- [WORK INSTRUCTION] Lines below containing the word "AppState" should be copied out.

____ RECORDS TO PROCESS

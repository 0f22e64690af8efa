use axum::{Router, routing::get};
use crate::{AppState, controllers::guilds_controller};

pub fn add_routes(router: Router<AppState>) -> Router<AppState> {
    router
        .route("/guilds/:guild_id/config", get(guilds_controller::get_guild_config))
        .route(
            "/guilds/:guild_id/channels/:channel_id/class",
            get(guilds_controller::get_channel_class),
        )
}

________

- [TASK ANSWER]
use crate::{AppState, controllers::guilds_controller};
pub fn add_routes(router: Router<AppState>) -> Router<AppState> {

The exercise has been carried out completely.